■ PROBLEM REQUIREMENTS: Go from the first line below to the one with "single-field domain-rule failure" and print each line exactly.

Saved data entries
/// Error handling for the API server
///
/// Provides a unified error type that maps to HTTP responses. Handlers
/// return `Result<T, ApiError>` which converts automatically to the right
/// status code; domain errors from `taskdeck_shared` flow in via `From`.
use axum::{
    http::StatusCode,
    response::{IntoResponse, Response},
    Json,
};
use serde::{Deserialize, Serialize};
use std::fmt;

use taskdeck_shared::auth::authorization::AuthzError;
use taskdeck_shared::auth::jwt::JwtError;
use taskdeck_shared::error::CoreError;

/// API result type alias
pub type ApiResult<T> = Result<T, ApiError>;

/// Unified API error type
#[derive(Debug)]
pub enum ApiError {
    /// Bad request (400)
    BadRequest(String),

    /// Unauthorized (401) - missing or invalid token
    Unauthorized(String),

    /// Forbidden (403) - authorization failed
    Forbidden(String),

    /// Not found (404)
    NotFound(String),

    /// Conflict (409)
    Conflict(String),

    /// Unprocessable entity (422) - validation and domain-rule failures
    ValidationError(Vec<ValidationErrorDetail>),

    /// Internal server error (500)
    InternalError(String),
}

/// Validation error detail
#[derive(Debug, Clone, Serialize, Deserialize)]
pub struct ValidationErrorDetail {
    /// Field that failed validation
    pub field: String,

    /// Error message
    pub message: String,
}

/// Error response format
#[derive(Debug, Serialize, Deserialize)]
pub struct ErrorResponse {
    /// Error code (e.g., "bad_request", "unauthorized")
    pub error: String,

    /// Human-readable error message
    pub message: String,

    /// Optional validation errors
    #[serde(skip_serializing_if = "Option::is_none")]
    pub details: Option<Vec<ValidationErrorDetail>>,
}

impl ApiError {
    /// A 422 for a single-field domain-rule failure
    fn unprocessable(field: &str, message: String) -> Self {
        ApiError::ValidationError(vec![ValidationErrorDetail {
            field: field.to_string(),
            message,
        }])
    }
}

impl fmt::Display for ApiError {
    fn fmt(&self, f: &mut fmt::Formatter<'_>) -> fmt::Result {
        match self {
            ApiError::BadRequest(msg) => write!(f, "Bad request: {}", msg),
            ApiError::Unauthorized(msg) => write!(f, "Unauthorized: {}", msg),
            ApiError::Forbidden(msg) => write!(f, "Forbidden: {}", msg),
            ApiError::NotFound(msg) => write!(f, "Not found: {}", msg),
            ApiError::Conflict(msg) => write!(f, "Conflict: {}", msg),
            ApiError::ValidationError(errors) => {
                write!(f, "Validation failed: {} errors", errors.len())
            }
            ApiError::InternalError(msg) => write!(f, "Internal error: {}", msg),
        }
    }
}

impl std::error::Error for ApiError {}

impl IntoResponse for ApiError {
    fn into_response(self) -> Response {
        let (status, error_code, message, details) = match self {
            ApiError::BadRequest(msg) => (StatusCode::BAD_REQUEST, "bad_request", msg, None),
            ApiError::Unauthorized(msg) => (StatusCode::UNAUTHORIZED, "unauthorized", msg, None),
            ApiError::Forbidden(msg) => (StatusCode::FORBIDDEN, "forbidden", msg, None),
            ApiError::NotFound(msg) => (StatusCode::NOT_FOUND, "not_found", msg, None),
            ApiError::Conflict(msg) => (StatusCode::CONFLICT, "conflict", msg, None),
            ApiError::ValidationError(errors) => (
                StatusCode::UNPROCESSABLE_ENTITY,
                "validation_error",
                "Request validation failed".to_string(),
                Some(errors),
            ),
            ApiError::InternalError(msg) => {
                // Log internal errors but don't expose details to clients
                tracing::error!("Internal error: {}", msg);
                (
                    StatusCode::INTERNAL_SERVER_ERROR,
                    "internal_error",
                    "An internal error occurred".to_string(),
                    None,
                )
            }
        };

        let body = Json(ErrorResponse {
            error: error_code.to_string(),
            message,
            details,
        });

        (status, body).into_response()
    }
}

/// Convert core domain errors to API errors
impl From<CoreError> for ApiError {
    fn from(err: CoreError) -> Self {
        match err {
            CoreError::Validation(msg) => ApiError::unprocessable("request", msg),
            CoreError::Unauthorized(msg) => ApiError::Forbidden(msg),
            CoreError::NotFound(what) => ApiError::NotFound(format!("{} not found", what)),
            CoreError::DuplicateIdentifier(id) => ApiError::unprocessable(
                "identifier",
                format!("column identifier '{}' already exists", id),
            ),
            CoreError::ProtectedColumn(id) => ApiError::unprocessable(
                "identifier",
                format!("column '{}' is built in and cannot be deleted", id),
            ),
            CoreError::InvalidColumn(status) => ApiError::unprocessable(
                "status",
                format!("'{}' is not a column of this project", status),
            ),
            CoreError::InvalidAssignee => ApiError::unprocessable(
                "assignee_id",
                "assignee must be a member of the project".to_string(),
            ),
            CoreError::AlreadyMember => ApiError::unprocessable(
                "email",
                "user is already a member of this project".to_string(),
            ),
            CoreError::NotProjectMember => ApiError::unprocessable(
                "user_id",
                "user is not a member of this project".to_string(),
            ),
            CoreError::SelfRemovalForbidden => {
                ApiError::BadRequest("you cannot remove yourself from a project".to_string())
            }
            CoreError::Conflict(msg) => ApiError::unprocessable("position", msg),
            CoreError::Database(err) => ApiError::from(err),
        }
    }
}

/// Convert request-body validation failures to API errors
impl From<validator::ValidationErrors> for ApiError {
    fn from(err: validator::ValidationErrors) -> Self {
        let errors: Vec<ValidationErrorDetail> = err
            .field_errors()
            .iter()
            .flat_map(|(field, errors)| {
                errors.iter().map(move |error| ValidationErrorDetail {
                    field: field.to_string(),
                    message: error
                        .message
                        .as_ref()
                        .map(|m| m.to_string())
                        .unwrap_or_else(|| "Validation failed".to_string()),
                })
            })
            .collect();
        ApiError::ValidationError(errors)
    }
}

/// Maps a violated constraint to the same error the in-transaction check
/// produces, so a raced insert and a detected duplicate look identical to
/// clients
fn constraint_violation(constraint: &str) -> ApiError {
    match constraint {
        "board_columns_project_id_identifier_key" => ApiError::unprocessable(
            "identifier",
            "column identifier already exists for this project".to_string(),
        ),
        "board_columns_project_id_position_key" => ApiError::unprocessable(
            "position",
            "column position is already taken".to_string(),
        ),
        "project_members_pkey" => ApiError::unprocessable(
            "email",
            "user is already a member of this project".to_string(),
        ),
        _ => ApiError::Conflict(format!("Constraint violation: {}", constraint)),
    }
}

/// Convert sqlx errors to API errors
impl From<sqlx::Error> for ApiError {
    fn from(err: sqlx::Error) -> Self {
        match err {
            sqlx::Error::RowNotFound => ApiError::NotFound("Resource not found".to_string()),
            sqlx::Error::Database(db_err) => {
                if let Some(constraint) = db_err.constraint() {
                    return constraint_violation(constraint);
                }

                // Other database errors are internal
                ApiError::InternalError(format!("Database error: {}", db_err))
            }
            _ => ApiError::InternalError(format!("Database error: {}", err)),
        }
    }
}

/// Convert authorization errors to API errors
impl From<AuthzError> for ApiError {
    fn from(err: AuthzError) -> Self {
        match err {
            AuthzError::NotMember(_) => {
                ApiError::Forbidden("Not a member of this project".to_string())
            }
            AuthzError::InsufficientRole { .. } => {
                ApiError::Forbidden("Insufficient permissions".to_string())
            }
            AuthzError::Database(err) => ApiError::InternalError(format!("Database error: {}", err)),
        }
    }
}

/// Convert JWT errors to API errors
impl From<JwtError> for ApiError {
    fn from(err: JwtError) -> Self {
        match err {
            JwtError::Expired => ApiError::Unauthorized("Token expired".to_string()),
            _ => ApiError::Unauthorized(format!("Invalid token: {}", err)),
        }
    }
}

#[cfg(test)]
mod tests {
    use super::*;

    #[test]
    fn test_error_display() {
        let err = ApiError::BadRequest("Invalid input".to_string());
        assert_eq!(err.to_string(), "Bad request: Invalid input");

        let err = ApiError::NotFound("project not found".to_string());
        assert_eq!(err.to_string(), "Not found: project not found");
    }

    #[test]
    fn test_core_error_mapping() {
        let err = ApiError::from(CoreError::SelfRemovalForbidden);
        assert!(matches!(err, ApiError::BadRequest(_)));

        let err = ApiError::from(CoreError::NotFound("project"));
        assert!(matches!(err, ApiError::NotFound(_)));

        let err = ApiError::from(CoreError::InvalidColumn("review".to_string()));
        assert!(matches!(err, ApiError::ValidationError(_)));

        let err = ApiError::from(CoreError::Unauthorized("nope".to_string()));
        assert!(matches!(err, ApiError::Forbidden(_)));
    }

    #[test]
    fn test_raced_unique_violations_stay_422() {
        // A duplicate caught by the database instead of the in-transaction
        // check must produce the same response shape
        let err = constraint_violation("board_columns_project_id_identifier_key");
        assert!(matches!(err, ApiError::ValidationError(_)));

        let err = constraint_violation("board_columns_project_id_position_key");
        assert!(matches!(err, ApiError::ValidationError(_)));

        let err = constraint_violation("project_members_pkey");
        assert!(matches!(err, ApiError::ValidationError(_)));

        // Unknown constraints keep the generic conflict mapping
        let err = constraint_violation("users_email_key");
        assert!(matches!(err, ApiError::Conflict(_)));
    }

    #[test]
    fn test_validation_error() {
        let errors = vec![
            ValidationErrorDetail {
                field: "title".to_string(),
                message: "Title is required".to_string(),
            },
            ValidationErrorDetail {
                field: "end_date".to_string(),
                message: "End date must be after start date".to_string(),
            },
        ];

        let err = ApiError::ValidationError(errors);
        assert_eq!(err.to_string(), "Validation failed: 2 errors");
    }
}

■ ANSWER TO THIS PROBLEM:
/// Error handling for the API server
///
/// Provides a unified error type that maps to HTTP responses. Handlers
/// return `Result<T, ApiError>` which converts automatically to the right
/// status code; domain errors from `taskdeck_shared` flow in via `From`.
use axum::{
    http::StatusCode,
    response::{IntoResponse, Response},
    Json,
};
use serde::{Deserialize, Serialize};
use std::fmt;

use taskdeck_shared::auth::authorization::AuthzError;
use taskdeck_shared::auth::jwt::JwtError;
use taskdeck_shared::error::CoreError;

/// API result type alias
pub type ApiResult<T> = Result<T, ApiError>;

/// Unified API error type
#[derive(Debug)]
pub enum ApiError {
    /// Bad request (400)
    BadRequest(String),

    /// Unauthorized (401) - missing or invalid token
    Unauthorized(String),

    /// Forbidden (403) - authorization failed
    Forbidden(String),

    /// Not found (404)
    NotFound(String),

    /// Conflict (409)
    Conflict(String),

    /// Unprocessable entity (422) - validation and domain-rule failures
    ValidationError(Vec<ValidationErrorDetail>),

    /// Internal server error (500)
    InternalError(String),
}

/// Validation error detail
#[derive(Debug, Clone, Serialize, Deserialize)]
pub struct ValidationErrorDetail {
    /// Field that failed validation
    pub field: String,

    /// Error message
    pub message: String,
}

/// Error response format
#[derive(Debug, Serialize, Deserialize)]
pub struct ErrorResponse {
    /// Error code (e.g., "bad_request", "unauthorized")
    pub error: String,

    /// Human-readable error message
    pub message: String,

    /// Optional validation errors
    #[serde(skip_serializing_if = "Option::is_none")]
    pub details: Option<Vec<ValidationErrorDetail>>,
}

impl ApiError {
    /// A 422 for a single-field domain-rule failure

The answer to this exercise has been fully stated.